# question about a case



## toxict3arz (Oct 12, 2004)

http://www.newegg.com/Product/Product.asp?Item=N82E16811166018

i bought this case for my brother .. i purposely didnt buy something expensive

but on the back i notcied that there was no fan ~ (i thought there was)

anyways .. it looks like i can fit a 120 mm and a 80 mm ... but if i fit a 120mm then it seems to lock the side from openning

(therefore if i wanna openthe side of the case then i have to loosen up two of the screws of the fan ) ..

wat would u recommend?

if u look at the rear picture on the site u will see what im talkin about


----------



## Doby (Jan 17, 2006)

I think if you mount the fan first the screw will pull in flush then attach the side.


----------



## toxict3arz (Oct 12, 2004)

u dont think the screw will get in the way ofthe side closing do u?




one more question
when getting a fan filter
is getting an aluminum better or steel? ... any bigg difference?


----------



## alistairgill (Aug 17, 2006)

I dont think so, if you get the screw in correctly it should pull flush with the case body as stated above. Then when you close the side it should just sit over it.


----------



## toxict3arz (Oct 12, 2004)

thnx thnx


----------



## Doby (Jan 17, 2006)

I stay away from fan filters, they make extra noise from the air rushing thru them, I much rather clean the dust once a month


----------



## asusreviews (Aug 30, 2006)

I usually like a thin screen, it does help a lot and doesn't make much noise at all....


----------



## Ralck (Dec 10, 2004)

Here's a cheap tip I've experimented with: nylon screen for a screen door. It's fairly easy to mount with your fan and can act as a pretty decent filter to keep out any big things of dust. Of course, even with fan filters you'll still want to blow your case out every now and then because dust will still find it's way in there.


----------



## ebackhus (Apr 21, 2005)

My room mate's case has a metal grill to keep out the big stuff. His CPU fan is so wildly loud that you can't hear anything but it so noise isn't an issue. He keeps that thing on 24/7 so we clean it often. My PC has no filters and isn't on nearly as much, but it still gets a bit dusty over time.
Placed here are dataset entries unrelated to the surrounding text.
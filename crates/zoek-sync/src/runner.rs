use std::path::PathBuf;
use std::process::Stdio;
use std::time::Duration;

use async_trait::async_trait;
use tokio_util::sync::CancellationToken;

use zoek_core::error::ZoekError;

/// One external process call.
#[derive(Debug, Clone, PartialEq, Eq)]
pub struct Invocation {
    pub program: String,
    pub args: Vec<String>,
    pub cwd: Option<PathBuf>,
}

impl Invocation {
    pub fn new<I, S>(program: &str, args: I) -> Self
    where
        I: IntoIterator<Item = S>,
        S: Into<String>,
    {
        Self {
            program: program.to_string(),
            args: args.into_iter().map(Into::into).collect(),
            cwd: None,
        }
    }

    pub fn in_dir(mut self, dir: impl Into<PathBuf>) -> Self {
        self.cwd = Some(dir.into());
        self
    }
}

impl std::fmt::Display for Invocation {
    fn fmt(&self, f: &mut std::fmt::Formatter<'_>) -> std::fmt::Result {
        write!(f, "{}", self.program)?;
        for arg in &self.args {
            write!(f, " {arg}")?;
        }
        Ok(())
    }
}

/// Captured result of an external process.
#[derive(Debug, Clone, Default)]
pub struct CommandOutput {
    pub stdout: String,
    pub stderr: String,
    pub success: bool,
    pub code: Option<i32>,
}

impl CommandOutput {
    /// Turn a non-zero exit into [`ZoekError::CommandFailed`].
    pub fn into_result(self, invocation: &Invocation) -> Result<String, ZoekError> {
        if self.success {
            return Ok(self.stdout);
        }
        let detail = self.stderr.trim();
        let message = match (self.code, detail.is_empty()) {
            (Some(code), true) => format!("exit code {code}"),
            (Some(code), false) => format!("exit code {code}: {detail}"),
            (None, true) => "terminated by signal".to_string(),
            (None, false) => format!("terminated by signal: {detail}"),
        };
        Err(ZoekError::CommandFailed {
            command: invocation.to_string(),
            message,
        })
    }
}

/// Seam between the sync engine and the processes it drives.
#[async_trait]
pub trait CommandRunner: Send + Sync {
    /// Run to completion. A non-zero exit is a successful call with
    /// `success == false`; `Err` means the process could not be run at all.
    async fn run(&self, invocation: &Invocation) -> Result<CommandOutput, ZoekError>;
}

/// Runs real child processes with a sanitized environment.
pub struct ProcessRunner {
    env_remove: Vec<String>,
    cancel: CancellationToken,
    grace: Duration,
}

impl ProcessRunner {
    pub fn new(env_remove: Vec<String>, cancel: CancellationToken, grace: Duration) -> Self {
        Self {
            env_remove,
            cancel,
            grace,
        }
    }
}

#[async_trait]
impl CommandRunner for ProcessRunner {
    async fn run(&self, invocation: &Invocation) -> Result<CommandOutput, ZoekError> {
        if self.cancel.is_cancelled() {
            return Err(ZoekError::Cancelled {
                message: format!("{invocation} not started"),
            });
        }

        let mut cmd = tokio::process::Command::new(&invocation.program);
        cmd.args(&invocation.args)
            .stdin(Stdio::null())
            .stdout(Stdio::piped())
            .stderr(Stdio::piped())
            .kill_on_drop(true);
        if let Some(dir) = &invocation.cwd {
            cmd.current_dir(dir);
        }
        for var in &self.env_remove {
            cmd.env_remove(var);
        }

        tracing::debug!("running {invocation}");
        let child = cmd.spawn().map_err(|e| ZoekError::CommandFailed {
            command: invocation.to_string(),
            message: format!("could not start {}: {e}", invocation.program),
        })?;

        // Dropping the future drops the child, which kills it.
        let wait = child.wait_with_output();
        tokio::pin!(wait);
        let output = tokio::select! {
            res = &mut wait => res?,
            _ = self.cancel.cancelled() => {
                tracing::warn!(
                    "cancellation requested, giving {invocation} {}s to finish",
                    self.grace.as_secs()
                );
                match tokio::time::timeout(self.grace, &mut wait).await {
                    Ok(res) => res?,
                    Err(_) => {
                        return Err(ZoekError::Cancelled {
                            message: format!("{invocation} killed after grace period"),
                        })
                    }
                }
            }
        };

        Ok(CommandOutput {
            stdout: String::from_utf8_lossy(&output.stdout).to_string(),
            stderr: String::from_utf8_lossy(&output.stderr).to_string(),
            success: output.status.success(),
            code: output.status.code(),
        })
    }
}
Canned air is your friend. :heartlove


----------



## Cellus (Aug 31, 2006)

Another con with fan filters is the how you need to clean them out fairly often. When they get clogged, they really get clogged and impede airflow. On the flipside it is fairly evident when it's time to clean them and a quick swipe with a dampened towel on them does the trick.


----------